Ekspor CPO Juli 2023 Anjlok 19% Imbas Penurunan Permintaan
Badan Pusat Statistik atau BPS mendata nilai ekspor CPO per Juli 2023 anjlok 19,25% secara tahunan menjadi US$ 2,28 miliar. Secara bulanan, angka tersebut lebih rendah 1,51% dari capaian Juni 2023 senilai US$ 2,31 miliar.
Ketua Gabungan Pengusaha Kelapa Sawit Indonesia Eddy Martono mengatakan anjloknya nilai ekspor minyak kelapa sawit disebabkan oleh merosotnya harga di pasar ekspor. Menurutnya, harga minyak kelapa sawit mentah atau CPO akan stabil sekitar US$ 1.000 per ton hingga akhir 2023.
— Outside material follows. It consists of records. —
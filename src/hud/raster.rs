/// Executes paint commands onto a 2D canvas

use super::paint::PaintCommand;
use crate::dom::Canvas2d;
use image::Rgba;

pub fn rasterize(canvas: &mut Canvas2d, commands: &[PaintCommand]) {
    for cmd in commands {
        match cmd {
            PaintCommand::SolidRect {
                x,
                y,
                width,
                height,
                rgba,
            } => canvas.fill_rect(*x, *y, *width, *height, color(*rgba)),
            PaintCommand::StrokeRect {
                x,
                y,
                width,
                height,
                line_width,
                rgba,
            } => canvas.stroke_rect(*x, *y, *width, *height, *line_width, color(*rgba)),
            PaintCommand::Line {
                from,
                to,
                width,
                rgba,
            } => canvas.stroke_line(from.0, from.1, to.0, to.1, *width, color(*rgba)),
            PaintCommand::Text {
                x,
                y,
                text,
                scale,
                rgba,
            } => canvas.fill_text(*x, *y, text, *scale, color(*rgba)),
        }
    }
}

fn color((r, g, b, a): (u8, u8, u8, u8)) -> Rgba<u8> {
    Rgba([r, g, b, a])
}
Untuk diketahui, nilai ekspor CPO per Juni 2023 juga merosot 15,55% secara tahunan. Eddy mencatat volume ekspor CPO dan seluruh turunannya per Juni 2023 mencapai 3,4 juta ton dengan nilai ekspor US$ 2,88 miliar.
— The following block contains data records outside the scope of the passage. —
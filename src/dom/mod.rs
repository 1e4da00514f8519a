//! Synthetic display surface.
//!
//! The hosted renderer was written against a browser canvas. This module
//! provides exactly the capabilities it calls during setup and rendering,
//! and nothing else: fixed dimensions, no-op event subscription, a bounding
//! rectangle, context acquisition, and an element factory for canvases and
//! images. Anything else is reported as [`Error::Unsupported`].

pub mod canvas2d;
pub mod font;
pub mod image_element;

pub use canvas2d::Canvas2d;
pub use image_element::{DecodeState, ImageElement};

use crate::gl::GraphicsContext;
use crate::{Error, Result};
use std::collections::HashMap;

pub type ElementId = u32;

/// Context names that resolve to the graphics adapter.
pub const WEBGL_CONTEXT_NAMES: [&str; 3] = ["webgl", "webgl2", "experimental-webgl"];

/// Bounding rectangle reported for the surface
#[derive(Debug, Clone, Copy, PartialEq)]
pub struct DomRect {
    pub x: f64,
    pub y: f64,
    pub width: f64,
    pub height: f64,
    pub top: f64,
    pub left: f64,
    pub right: f64,
    pub bottom: f64,
}

/// Kind of element recorded in the surface registry
#[derive(Debug, Clone, Copy, PartialEq, Eq)]
pub enum ElementKind {
    Canvas,
    Image,
}

/// Element returned from [`DisplaySurface::create_element`]
#[derive(Debug, Clone)]
pub enum Element {
    /// The surface itself; the renderer only ever asks for its own canvas
    Canvas,
    Image(ImageElement),
}

pub struct DisplaySurface {
    width: u32,
    height: u32,
    context: Option<GraphicsContext>,
    elements: HashMap<ElementId, ElementKind>,
    attributes: HashMap<String, String>,
    next_element: ElementId,
    ignored_listeners: usize,
}

impl DisplaySurface {
    pub fn new(width: u32, height: u32) -> Self {
        Self {
            width,
            height,
            context: None,
            elements: HashMap::new(),
            attributes: HashMap::new(),
            next_element: 1,
            ignored_listeners: 0,
        }
    }

    pub fn width(&self) -> u32 {
        self.width
    }

    pub fn height(&self) -> u32 {
        self.height
    }

    /// Install the graphics adapter returned for WebGL-family context requests.
    pub fn attach_context(&mut self, context: GraphicsContext) {
        self.context = Some(context);
    }

    /// Drop the attached context, releasing its GPU resources.
    pub fn detach_context(&mut self) -> Option<GraphicsContext> {
        self.context.take()
    }

    pub fn has_context(&self) -> bool {
        self.context.is_some()
    }

    /// Accepts any subscription and never fires it.
    pub fn add_event_listener(&mut self, event: &str) {
        log::trace!("surface: ignoring '{}' listener", event);
        self.ignored_listeners += 1;
    }

    pub fn remove_event_listener(&mut self, _event: &str) {
        self.ignored_listeners = self.ignored_listeners.saturating_sub(1);
    }

    pub fn ignored_listeners(&self) -> usize {
        self.ignored_listeners
    }

    /// Fixed dimensions anchored at the origin.
    pub fn bounding_client_rect(&self) -> DomRect {
        let (w, h) = (self.width as f64, self.height as f64);
        DomRect {
            x: 0.0,
            y: 0.0,
            width: w,
            height: h,
            top: 0.0,
            left: 0.0,
            right: w,
            bottom: h,
        }
    }

    pub fn set_attribute(&mut self, name: &str, value: &str) {
        self.attributes.insert(name.to_string(), value.to_string());
    }

    pub fn attribute(&self, name: &str) -> Option<&str> {
        self.attributes.get(name).map(String::as_str)
    }

    /// Context acquisition: WebGL-family names yield the adapter, anything
    /// else is unavailable.
    pub fn get_context(&mut self, kind: &str) -> Option<&mut GraphicsContext> {
        if WEBGL_CONTEXT_NAMES.contains(&kind) {
            self.context.as_mut()
        } else {
            None
        }
    }

    /// Element factory. `canvas` yields the surface itself, `img`/`image` a
    /// fresh decodable image element.
    pub fn create_element(&mut self, tag: &str) -> Result<Element> {
        let id = self.next_element;
        let element = match tag.to_ascii_lowercase().as_str() {
            "canvas" => {
                self.elements.insert(id, ElementKind::Canvas);
                Element::Canvas
            }
            "img" | "image" => {
                self.elements.insert(id, ElementKind::Image);
                Element::Image(ImageElement::new(id))
            }
            other => {
                return Err(Error::Unsupported(format!(
                    "createElement('{}') is not provided by the headless surface",
                    other
                )))
            }
        };
        self.next_element += 1;
        Ok(element)
    }

    /// Number of elements created so far, by kind
    pub fn element_count(&self, kind: ElementKind) -> usize {
        self.elements.values().filter(|k| **k == kind).count()
    }
}

#[cfg(test)]
mod tests {
    use super::*;
    use crate::gl::software::SoftwareContext;

    fn surface_with_context() -> DisplaySurface {
        let mut s = DisplaySurface::new(640, 360);
        let ctx = GraphicsContext::new(Box::new(SoftwareContext::new(640, 360)), 640, 360);
        s.attach_context(ctx);
        s
    }

    #[test]
    fn webgl_names_resolve_to_adapter() {
        let mut s = surface_with_context();
        for name in WEBGL_CONTEXT_NAMES {
            let ctx = s.get_context(name).expect("context");
            assert_eq!(ctx.drawing_buffer_width(), 640);
            assert_eq!(ctx.drawing_buffer_height(), 360);
        }
        assert!(s.get_context("2d").is_none());
        assert!(s.get_context("bitmaprenderer").is_none());
    }

    #[test]
    fn no_context_before_attach() {
        let mut s = DisplaySurface::new(640, 360);
        assert!(s.get_context("webgl").is_none());
    }

    #[test]
    fn bounding_rect_is_fixed_at_origin() {
        let s = DisplaySurface::new(640, 360);
        let r = s.bounding_client_rect();
        assert_eq!((r.x, r.y, r.width, r.height), (0.0, 0.0, 640.0, 360.0));
        assert_eq!((r.right, r.bottom), (640.0, 360.0));
    }

    #[test]
    fn element_factory_and_registry() {
        let mut s = DisplaySurface::new(8, 8);
        assert!(matches!(s.create_element("canvas"), Ok(Element::Canvas)));
        assert!(matches!(s.create_element("img"), Ok(Element::Image(_))));
        assert!(matches!(s.create_element("IMAGE"), Ok(Element::Image(_))));
        assert!(matches!(s.create_element("div"), Err(Error::Unsupported(_))));
        assert_eq!(s.element_count(ElementKind::Canvas), 1);
        assert_eq!(s.element_count(ElementKind::Image), 2);
    }

    #[test]
    fn listeners_are_accepted_and_ignored() {
        let mut s = DisplaySurface::new(8, 8);
        s.add_event_listener("resize");
        s.add_event_listener("webglcontextlost");
        s.remove_event_listener("resize");
        assert_eq!(s.ignored_listeners(), 1);
        s.set_attribute("width", "8");
        assert_eq!(s.attribute("width"), Some("8"));
    }
}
Eddy mengatakan data yang dihimpun BPS terbatas pada CPO. Menurutnya, data tersebut tidak merekam capaian turunan CPO, seperti hasil industri biodiesel, industri oleokimia, dan Palm Fatty Acid Distillate.
Pada Juni 2022, Eddi mendata volume ekspor CPO dan turunannya hanya 2,4 juta ton, tapi nilai ekspornya mencapai US$ 3,77 miliar. Artinya, volume ekspor CPO dan turunannya pada Juni 2023 naik 1 juta ton secara tahunan, tapi nilai ekspornya susut 23,6%.
"Faktor harga CPO di pasar global sangat dominan. Penurunan harga ini karena pasokan minyak nabati lain cukup bagus," kata Eddy kepada Katadata.co.id, Selasa (15/8).
Eddy menyampaikan harga CPO di pasar global per Juli 2023 senilai US$ 979 per ton. Angka tersebut lebih rendah 18,62% dibandingkan realisasi Juli 2022 senilai US$ 1.203 per ton.
Dia memproyeksikan harga CPO di pasar global akan stabil di kisaran US$ 1.000 per ton hingga akhir tahun ini. Pasalnya, pasokan minyak nabati lainnya cukup bagus pada tahun ini.
"Tahun lalu minyak biji bunga matahari tidak bisa keluar karena adanya perang Rusia dan Ukraina. Sekarang tidak ada masalah," ujarnya.
Khusus untuk Juli 2023, Eddy memprediksi volume dan harga ekspor CPO susut secara bersamaan. Menurutnya, hal tersebut disebabkan oleh permintaan minyak nabati lainnya meningkat dan dibarengi oleh penurunan harga.
Di samping itu, lokasi produksi minyak nabati lainnya cenderung lebih dekat dengan negara importir. Adapun, beberapa negara importir CPO terbesar dunia adalah India, Cina, dan beberapa negara di Eropa.
"Secara logistik karena mereka lebih dekat terhadap negara importir sehingga pengiriman barang lebih cepat dan lebih mudah," kata Eddy.